Nancy-Ann DeParle, the whip-smart and sometimes caustic White House deputy chief of staff, picked up The Wall Street Journal one summer day in 2010 and got an unwelcome shock. The Food and Drug Administration was proposing as part of the new health care law to require that movie theaters post calorie counts for popcorn — and this was the first she had heard of it.

Stephen Crowley/The New York Times
NANCY-ANN DEPARLE The White House deputy chief of staff, she is President Obama’s chief health adviser.
In the F.D.A.’s view, the law called for moviegoers to know that many a buttery bucket of popcorn had more calories than two Big Macs, but Ms. DeParle, President Obama’s chief health adviser, thought the requirement was unnecessary and would probably be lampooned on Fox News as an especially silly example of the government intrusions that conservatives often mocked as the nanny state.
Dr. Margaret A. Hamburg, the F.D.A. commissioner appointed by Mr. Obama, soon heard about the White House’s displeasure and called Ms. DeParle at home one evening, people with knowledge of the call confirmed. The women had a decidedly chilly conversation. Within days, the F.D.A., an agency charged with protecting public health, backed down and dropped the notion of calorie counts for foods served in movie theaters and on airplanes.
Similar tussles have erupted between top administration officials and the F.D.A. over issues from the regulation of sunscreens and asthma inhalers to the enforcement of an agency decision on a drug to prevent premature births.
Should makers of lotions that do not prevent skin cancer be prohibited from calling them sunscreens, as the F.D.A. advocated, or should the lotions just be labeled ineffective, as the White House insisted? Should regulators weigh the cost of a drug or only the drug’s efficacy and safety?
The internal clashes over F.D.A. policy played out against a broader backdrop of regulatory politics.

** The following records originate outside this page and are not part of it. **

//! Scheduled accumulation (dollar-cost averaging).
//!
//! Buys a fixed amount at every interval. A failed tick is not retried; the
//! next purchase happens at the next scheduled interval.

use super::reconciler::{OrderReconciler, ReconcileReport};
use super::{Strategy, TickOutcome};
use crate::config::{AmountType, DcaConfig};
use crate::context::EngineContext;
use crate::error::Result;
use crate::exchange::{MarketPair, OrderSide};
use crate::pricing::{estimate_notional, SLIPPAGE_BUFFER};
use crate::utils::decimal::quantize_size;
use async_trait::async_trait;
use rust_decimal::Decimal;
use std::time::Duration;
use tracing::info;

/// The market order one accumulation tick submits.
#[derive(Debug, Clone, PartialEq)]
pub enum AccumulationOrder {
    /// Spend a fixed quote notional
    QuoteBuy { quote: Decimal },
    /// Buy a fixed base size, bounded by a slippage-padded quote estimate
    BaseBuy { base: Decimal, quote: Decimal },
}

/// Decide the order for a tick. `price` is only consulted for base amounts.
pub fn plan_accumulation(config: &DcaConfig, market: &MarketPair, price: Decimal) -> AccumulationOrder {
    match config.amount_type {
        AmountType::Quote => AccumulationOrder::QuoteBuy {
            quote: config.amount,
        },
        AmountType::Base => {
            let base = quantize_size(config.amount, market.step_size);
            AccumulationOrder::BaseBuy {
                base,
                quote: estimate_notional(base, price, OrderSide::Buy, SLIPPAGE_BUFFER),
            }
        }
    }
}

/// DCA bot bound to one pair and subaccount.
pub struct AccumulatorStrategy {
    config: DcaConfig,
    market: MarketPair,
    subaccount: String,
}

impl AccumulatorStrategy {
    pub fn new(config: DcaConfig, market: MarketPair, subaccount: impl Into<String>) -> Self {
        Self {
            config,
            market,
            subaccount: subaccount.into(),
        }
    }
}

#[async_trait]
impl Strategy for AccumulatorStrategy {
    fn name(&self) -> &'static str {
        "dca"
    }

    fn interval(&self) -> Duration {
        self.config.interval.as_duration()
    }

    async fn tick(&mut self, ctx: &EngineContext) -> Result<TickOutcome> {
        let order = match self.config.amount_type {
            AmountType::Quote => plan_accumulation(&self.config, &self.market, Decimal::ZERO),
            AmountType::Base => {
                let price = ctx.prices.resolve(ctx.gateway(), &self.market).await?;
                plan_accumulation(&self.config, &self.market, price)
            }
        };

        let reconciler = OrderReconciler::new(ctx, &self.market, &self.subaccount);
        let handle = match &order {
            AccumulationOrder::QuoteBuy { quote } => reconciler.market_buy_quote(*quote).await?,
            AccumulationOrder::BaseBuy { base, quote } => {
                reconciler.market_order(true, *base, Some(*quote)).await?
            }
        };

        info!(
            pair = %self.market.id,
            order = ?order,
            tx = %handle.id,
            next_in = %self.config.interval,
            "Accumulation order submitted"
        );
        Ok(TickOutcome::Submitted(ReconcileReport {
            placed: 1,
            ..Default::default()
        }))
    }
}

#[cfg(test)]
mod tests {
    use super::*;
    use crate::clock::RecordingSleeper;
    use crate::config::TradingConfig;
    use crate::error::EngineError;
    use crate::exchange::{GatewayCall, MockGateway, SigningIdentity, Token};
    use crate::utils::Interval;
    use rust_decimal_macros::dec;
    use std::sync::Arc;

    fn market() -> MarketPair {
        MarketPair {
            id: "BTC/USDC".to_string(),
            base: Token::new("BTC", 8),
            quote: Token::new("USDC", 6),
            tick_size: dec!(0.1),
            step_size: dec!(0.00001),
            is_perp: false,
            external_id: "0xbtc".to_string(),
            reference_price: None,
        }
    }

    fn config(amount: Decimal, amount_type: AmountType) -> DcaConfig {
        DcaConfig {
            pair: "BTC/USDC".to_string(),
            amount,
            interval: Interval::try_from("1h".to_string()).unwrap(),
            amount_type,
        }
    }

    fn context(gw: &MockGateway) -> EngineContext {
        EngineContext::new(
            Arc::new(gw.clone()),
            SigningIdentity {
                address: "0xowner".to_string(),
            },
            TradingConfig::default(),
        )
        .with_sleeper(Arc::new(RecordingSleeper::new()))
    }

    #[test]
    fn test_base_plan_pads_quote_by_five_percent() {
        let order = plan_accumulation(&config(dec!(0.01), AmountType::Base), &market(), dec!(60000));
        assert_eq!(
            order,
            AccumulationOrder::BaseBuy {
                base: dec!(0.01),
                quote: dec!(630)
            }
        );
    }

    #[test]
    fn test_quote_plan_ignores_price() {
        let order = plan_accumulation(&config(dec!(25), AmountType::Quote), &market(), Decimal::ZERO);
        assert_eq!(order, AccumulationOrder::QuoteBuy { quote: dec!(25) });
    }

    #[tokio::test]
    async fn test_quote_tick_submits_without_price() {
        let gw = MockGateway::new("0xowner");
        gw.add_market(MarketPair {
            reference_price: Some(dec!(50000)),
            ..market()
        })
        .await;
        gw.set_balance("0xsub", &Token::new("USDC", 6), dec!(100)).await.unwrap();
        let ctx = context(&gw);

        let mut strategy = AccumulatorStrategy::new(config(dec!(25), AmountType::Quote), market(), "0xsub");
        strategy.tick(&ctx).await.unwrap();

        let calls = gw.calls().await;
        assert_eq!(calls.len(), 1);
        match &calls[0] {
            GatewayCall::PlaceMarket(req) => {
                assert!(req.is_buy);
                assert_eq!(req.quote_amount, Some(25_000_000));
                assert_eq!(req.base_amount, None);
            }
            other => panic!("unexpected call {other:?}"),
        }
        assert_eq!(strategy.interval(), Duration::from_millis(3_600_000));
    }

    #[tokio::test]
    async fn test_base_tick_sends_base_and_quote() {
        let gw = MockGateway::new("0xowner");
        gw.add_market(market()).await;
        gw.set_oracle_price("BTC", dec!(60000)).await.unwrap();
        gw.set_balance("0xsub", &Token::new("USDC", 6), dec!(1000)).await.unwrap();
        let ctx = context(&gw);

        let mut strategy = AccumulatorStrategy::new(config(dec!(0.01), AmountType::Base), market(), "0xsub");
        strategy.tick(&ctx).await.unwrap();

        match &gw.calls().await[0] {
            GatewayCall::PlaceMarket(req) => {
                assert_eq!(req.base_amount, Some(1_000_000));
                assert_eq!(req.quote_amount, Some(630_000_000));
            }
            other => panic!("unexpected call {other:?}"),
        }
        assert_eq!(gw.balance("0xsub", "BTC").await, 1_000_000);
    }

    #[tokio::test]
    async fn test_base_tick_fails_without_price() {
        let gw = MockGateway::new("0xowner");
        gw.add_market(market()).await;
        let ctx = context(&gw);

        let mut strategy = AccumulatorStrategy::new(config(dec!(0.01), AmountType::Base), market(), "0xsub");
        let err = strategy.tick(&ctx).await.unwrap_err();
        assert!(matches!(err, EngineError::PriceUnavailable { .. }));
        assert!(gw.calls().await.is_empty());
    }
}
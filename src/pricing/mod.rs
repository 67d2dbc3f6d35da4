//! Shared pricing primitives.
//!
//! - `price_source`: ordered fallback chain for reference prices
//! - `inventory`: inventory ratio and bounded quote skew

mod inventory;
mod price_source;

pub use inventory::{skew, InventoryState};
pub use price_source::{estimate_notional, PriceSource, PriceSourceKind, SLIPPAGE_BUFFER};
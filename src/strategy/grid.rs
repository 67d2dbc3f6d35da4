//! Grid strategy: a ladder of post-only orders between two bounds.
//!
//! A full grid is placed only when the subaccount has no open orders on the
//! pair. Filled or partially filled levels are not replenished individually;
//! the next grid goes down once the book is empty again.

use super::reconciler::OrderReconciler;
use super::{Strategy, TickOutcome};
use crate::config::GridConfig;
use crate::context::EngineContext;
use crate::error::{GatewayResultExt, Result};
use crate::exchange::{DesiredOrder, MarketPair, OrderSide};
use crate::pricing::skew;
use crate::utils::decimal::{
    from_fixed_point, quantize_decimal, quantize_size, relative_diff, safe_div,
};
use async_trait::async_trait;
use rust_decimal::Decimal;
use rust_decimal_macros::dec;
use std::time::Duration;
use tracing::{debug, info};

const TICK_INTERVAL: Duration = Duration::from_secs(10);
const ORDER_SPACING: Duration = Duration::from_millis(500);

const SKEW_TARGET: Decimal = dec!(0.5);
const SKEW_INTENSITY: Decimal = dec!(0.05);
const MAX_SKEW: Decimal = dec!(0.05);
/// Levels closer than this to the reference price would take liquidity.
const TAKER_GUARD: Decimal = dec!(0.005);

/// `grids + 1` evenly spaced levels from `lower` to `upper` inclusive.
pub fn grid_levels(lower: Decimal, upper: Decimal, grids: u32) -> Vec<Decimal> {
    if grids == 0 {
        return vec![lower];
    }
    let step = (upper - lower) / Decimal::from(grids);
    (0..=grids)
        .map(|i| {
            if i == grids {
                upper
            } else {
                lower + step * Decimal::from(i)
            }
        })
        .collect()
}

/// Share of the full grid size currently held as base, clamped to `[0, 1]`.
pub fn grid_inventory_ratio(base_balance: Decimal, grids: u32, size_per_grid: Decimal) -> Decimal {
    safe_div(base_balance, Decimal::from(grids) * size_per_grid).clamp(Decimal::ZERO, Decimal::ONE)
}

/// Desired orders for a fresh grid.
pub fn plan_grid(
    config: &GridConfig,
    market: &MarketPair,
    price: Decimal,
    base_balance: Decimal,
) -> Vec<DesiredOrder> {
    let ratio = grid_inventory_ratio(base_balance, config.grids, config.size_per_grid);
    let skew = skew(ratio, SKEW_TARGET, MAX_SKEW, SKEW_INTENSITY);
    let size = quantize_size(config.size_per_grid, market.step_size);

    debug!(pair = %market.id, %ratio, %skew, %price, "Planning grid");

    grid_levels(config.lower, config.upper, config.grids)
        .into_iter()
        .filter_map(|level| {
            let adjusted = level * (Decimal::ONE - skew);
            if relative_diff(adjusted, price) < TAKER_GUARD {
                return None;
            }
            let side = if adjusted < price {
                OrderSide::Buy
            } else {
                OrderSide::Sell
            };
            Some(DesiredOrder::post_only(
                side,
                quantize_decimal(adjusted, market.tick_size),
                size,
            ))
        })
        .collect()
}

/// Grid bot bound to one pair and subaccount.
pub struct GridStrategy {
    config: GridConfig,
    market: MarketPair,
    subaccount: String,
}

impl GridStrategy {
    pub fn new(config: GridConfig, market: MarketPair, subaccount: impl Into<String>) -> Self {
        Self {
            config,
            market,
            subaccount: subaccount.into(),
        }
    }
}

#[async_trait]
impl Strategy for GridStrategy {
    fn name(&self) -> &'static str {
        "grid"
    }

    fn interval(&self) -> Duration {
        TICK_INTERVAL
    }

    async fn tick(&mut self, ctx: &EngineContext) -> Result<TickOutcome> {
        let gateway = ctx.gateway();
        let open = gateway
            .open_spot_orders(&self.subaccount, &self.market.id)
            .await
            .during("open_spot_orders")?;
        if !open.is_empty() {
            debug!(pair = %self.market.id, open = open.len(), "Grid already live, leaving it alone");
            return Ok(TickOutcome::Idle);
        }

        let price = ctx.prices.resolve(gateway, &self.market).await?;
        let raw_base = gateway
            .subaccount_balance(&self.subaccount, &self.market.base.symbol)
            .await
            .during("subaccount_balance")?;
        let base_balance = from_fixed_point(raw_base, self.market.base.decimals)?;

        let orders = plan_grid(&self.config, &self.market, price, base_balance);
        info!(
            pair = %self.market.id,
            %price,
            %base_balance,
            orders = orders.len(),
            "Placing grid"
        );

        let report = OrderReconciler::new(ctx, &self.market, &self.subaccount)
            .place_all(&orders, Some(ORDER_SPACING))
            .await;
        Ok(TickOutcome::Submitted(report))
    }
}

#[cfg(test)]
mod tests {
    use super::*;
    use crate::clock::RecordingSleeper;
    use crate::config::TradingConfig;
    use crate::error::EngineError;
    use crate::exchange::{MockGateway, SigningIdentity, Token};
    use crate::exchange::ExchangeGateway;
    use std::sync::Arc;

    fn config() -> GridConfig {
        GridConfig {
            pair: "BTC/USDC".to_string(),
            lower: dec!(60000),
            upper: dec!(70000),
            grids: 10,
            size_per_grid: dec!(0.001),
        }
    }

    fn market(reference_price: Option<Decimal>) -> MarketPair {
        MarketPair {
            id: "BTC/USDC".to_string(),
            base: Token::new("BTC", 8),
            quote: Token::new("USDC", 6),
            tick_size: dec!(0.1),
            step_size: dec!(0.0001),
            is_perp: false,
            external_id: "0xbtc".to_string(),
            reference_price,
        }
    }

    #[test]
    fn test_grid_levels() {
        let levels = grid_levels(dec!(60000), dec!(70000), 10);
        assert_eq!(levels.len(), 11);
        assert_eq!(levels[0], dec!(60000));
        assert_eq!(levels[5], dec!(65000));
        assert_eq!(levels[10], dec!(70000));
    }

    #[test]
    fn test_grid_levels_keep_exact_upper_bound() {
        let levels = grid_levels(dec!(1), dec!(2), 3);
        assert_eq!(levels.len(), 4);
        assert_eq!(levels[3], dec!(2));
    }

    #[test]
    fn test_inventory_ratio_is_clamped() {
        assert_eq!(grid_inventory_ratio(dec!(0.005), 10, dec!(0.001)), dec!(0.5));
        assert_eq!(grid_inventory_ratio(dec!(1), 10, dec!(0.001)), Decimal::ONE);
        assert_eq!(grid_inventory_ratio(Decimal::ZERO, 10, dec!(0.001)), Decimal::ZERO);
    }

    #[test]
    fn test_balanced_grid_skips_level_at_price() {
        let orders = plan_grid(&config(), &market(None), dec!(65000), dec!(0.005));

        assert_eq!(orders.len(), 10);
        let buys: Vec<_> = orders.iter().filter(|o| o.side == OrderSide::Buy).collect();
        let sells: Vec<_> = orders.iter().filter(|o| o.side == OrderSide::Sell).collect();
        assert_eq!(buys.len(), 5);
        assert_eq!(sells.len(), 5);
        assert!(buys.iter().all(|o| o.price < dec!(65000)));
        assert!(sells.iter().all(|o| o.price > dec!(65000)));
        assert!(orders.iter().all(|o| o.post_only && o.size == dec!(0.0010)));
        assert!(!orders.iter().any(|o| o.price == dec!(65000)));
    }

    #[test]
    fn test_heavy_inventory_shifts_grid_down() {
        // all base held: skew hits the 5% bound
        let orders = plan_grid(&config(), &market(None), dec!(65000), dec!(0.02));
        let lowest = orders.iter().map(|o| o.price).min().unwrap();
        let highest = orders.iter().map(|o| o.price).max().unwrap();
        assert_eq!(lowest, dec!(57000));
        assert_eq!(highest, dec!(66500));
    }

    #[test]
    fn test_grid_prices_are_on_tick() {
        let cfg = GridConfig {
            lower: dec!(60000.03),
            upper: dec!(70000.07),
            grids: 7,
            ..config()
        };
        for order in plan_grid(&cfg, &market(None), dec!(65000), dec!(0.003)) {
            assert_eq!(order.price % dec!(0.1), Decimal::ZERO);
        }
    }

    async fn context(gw: &MockGateway) -> (EngineContext, Arc<RecordingSleeper>) {
        let sleeper = Arc::new(RecordingSleeper::new());
        let ctx = EngineContext::new(
            Arc::new(gw.clone()),
            SigningIdentity {
                address: "0xowner".to_string(),
            },
            TradingConfig::default(),
        )
        .with_sleeper(sleeper.clone());
        (ctx, sleeper)
    }

    #[tokio::test]
    async fn test_tick_places_full_grid_into_empty_book_once() {
        let gw = MockGateway::new("0xowner");
        gw.add_market(market(None)).await;
        gw.set_oracle_price("BTC", dec!(65000)).await.unwrap();
        gw.set_balance("0xsub", &Token::new("BTC", 8), dec!(0.005))
            .await
            .unwrap();
        let (ctx, sleeper) = context(&gw).await;

        let mut strategy = GridStrategy::new(config(), market(None), "0xsub");
        let outcome = strategy.tick(&ctx).await.unwrap();
        match outcome {
            TickOutcome::Submitted(report) => {
                assert_eq!(report.placed, 10);
                assert_eq!(report.failed, 0);
            }
            other => panic!("expected submission, got {other:?}"),
        }
        assert_eq!(sleeper.recorded().len(), 9);

        // orders are resting now, so the next tick does nothing
        assert_eq!(strategy.tick(&ctx).await.unwrap(), TickOutcome::Idle);
        assert_eq!(gw.open_spot_orders("0xsub", "BTC/USDC").await.unwrap().len(), 10);
    }

    #[tokio::test]
    async fn test_tick_without_price_is_a_hard_stop() {
        let gw = MockGateway::new("0xowner");
        gw.add_market(market(None)).await;
        let (ctx, _sleeper) = context(&gw).await;

        let mut strategy = GridStrategy::new(config(), market(None), "0xsub");
        let err = strategy.tick(&ctx).await.unwrap_err();
        assert!(matches!(err, EngineError::PriceUnavailable { .. }));
        assert!(gw.calls().await.is_empty());
    }
}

Republicans have made the charge that Mr. Obama is an overzealous and job-killing regulator — a central element of their case against his re-election. And on issues from clean air to investor protections, the White House has been carefully calibrating its election season positions.
In December, Kathleen Sebelius, the secretary of health and human services, drew criticism that she had put politics ahead of science when she overruled an agency decision that would have allowed over-the-counter sales of a contraceptive that helps prevent pregnancy after sexual intercourse, including to girls under age 17.